C’est aussi un diplômé en économie et marketing qui succède à un médecin. Plus ouvert, de facto, et mieux rodé à la communication que son prédécesseur. Derrière sa mine bonhomme,  Paul Hudson est un vieux briscard de la big pharma, où il a fait la quasi-totalité de sa carrière – et même ses premiers pas au marketing de Sanofi-Synthélabo UK, il y a près de trente ans . GlaxoSmithKline, Schering-Plough, AstraZeneca dont il a dirigé les activités américaines et japonaises… il connaît bien les premiers marchés pharmaceutiques mondiaux.

Revoir le portefeuille

Entré à Novartis en 2006, il pilotait depuis 2016 son pôle de médicaments sur ordonnance, Novartis Pharmaceuticals. A première vue, donc, un profil très international, rodé aux gros lancements de produits, comme au sujet (brûlant) du prix des médicaments innovants. Et avide : fort probable, depuis quelques temps, que Paul Hudson se soit senti à l’étroit à Novartis, où le nouveau directeur général Vas Narasinham, quadra dynamique et disruptif, s’est imposé en revoyant totalement les contours et la philosophie du géant suisse.

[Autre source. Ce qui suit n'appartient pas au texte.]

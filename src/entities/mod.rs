//! sea-orm entity definitions for the warehouse schema.

pub mod item;
pub mod rfid_tag;
pub mod tag_movement;
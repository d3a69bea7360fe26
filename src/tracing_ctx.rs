//! Request-id correlation. The current request id lives in a tokio task-local
//! so error payloads and log lines can reference it without threading it
//! through every call.

use std::cell::RefCell;
use std::future::Future;

use uuid::Uuid;

/// Request ID tracking information
#[derive(Clone, Debug)]
pub struct RequestId(pub String);

impl Default for RequestId {
    fn default() -> Self {
        RequestId(Uuid::new_v4().to_string())
    }
}

impl RequestId {
    pub fn new(value: impl Into<String>) -> Self {
        RequestId(value.into())
    }

    pub fn as_str(&self) -> &str {
        &self.0
    }
}

tokio::task_local! {
    static CURRENT_REQUEST_ID: RefCell<Option<RequestId>>;
}

pub async fn scope_request_id<Fut, R>(request_id: RequestId, future: Fut) -> R
where
    Fut: Future<Output = R>,
{
    CURRENT_REQUEST_ID
        .scope(RefCell::new(Some(request_id)), future)
        .await
}

pub fn current_request_id() -> Option<RequestId> {
    CURRENT_REQUEST_ID
        .try_with(|cell| cell.borrow().clone())
        .ok()
        .flatten()
}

A Sanofi, Hudson devra rapidement trouver ses marques. « Aux côtés du nouveau directeur financier, Jean-Baptiste Chatillon, venu de l’industrie automobile, Hudson devrait former un tandem dynamique et productif, qui saura convaincre les investisseurs et établir une nouvelle feuille de route, je l’espère avant la fin de l’année, » poursuit Jean-Jacques Le Fur. En bourse comme ailleurs, le laboratoire pâtit de son retard côté blockbusters – dans le cancer notamment, le Graal du business – pour compenser la chute de ses ventes dans le diabète, avec son insuline Lantus, un marché laminé par la guerre des prix, notamment aux Etats-Unis.

Rationaliser encore les structures

Beaucoup d’investisseurs parient sur un passage en revue du portefeuille. En tête, l’avenir réservé aux produits vendus sans ordonnance (OTC), « un secteur que tous les géants ont quitté, y compris GSK, pourtant leader mondial, qui va fusionner sa branche OTC avec celle de Pfizer et l’introduire en Bourse. Pas exclu que le nouveau management de Sanofi ait aussi un regard neuf sur ce sujet », estime l’analyste. Pas exclu non plus, professent d’autres experts, que Paul Hudson rationalise aussi davantage. Après avoir sabré dans ses fonctions supports et commerciales, fin 2018 et au printemps de cette année, le laboratoire a annoncé au début de l’été la suppression de 466 postes dans sa R&D, jusqu’ici sanctuarisé, dont 300 dans l’Hexagone. Tout un symbole. Aujourd’hui, la France représente encore près du quart des effectifs mondiaux du laboratoire  (25400 personnes à fin 2018)… mais seulement 7 % de son chiffre d’affaires.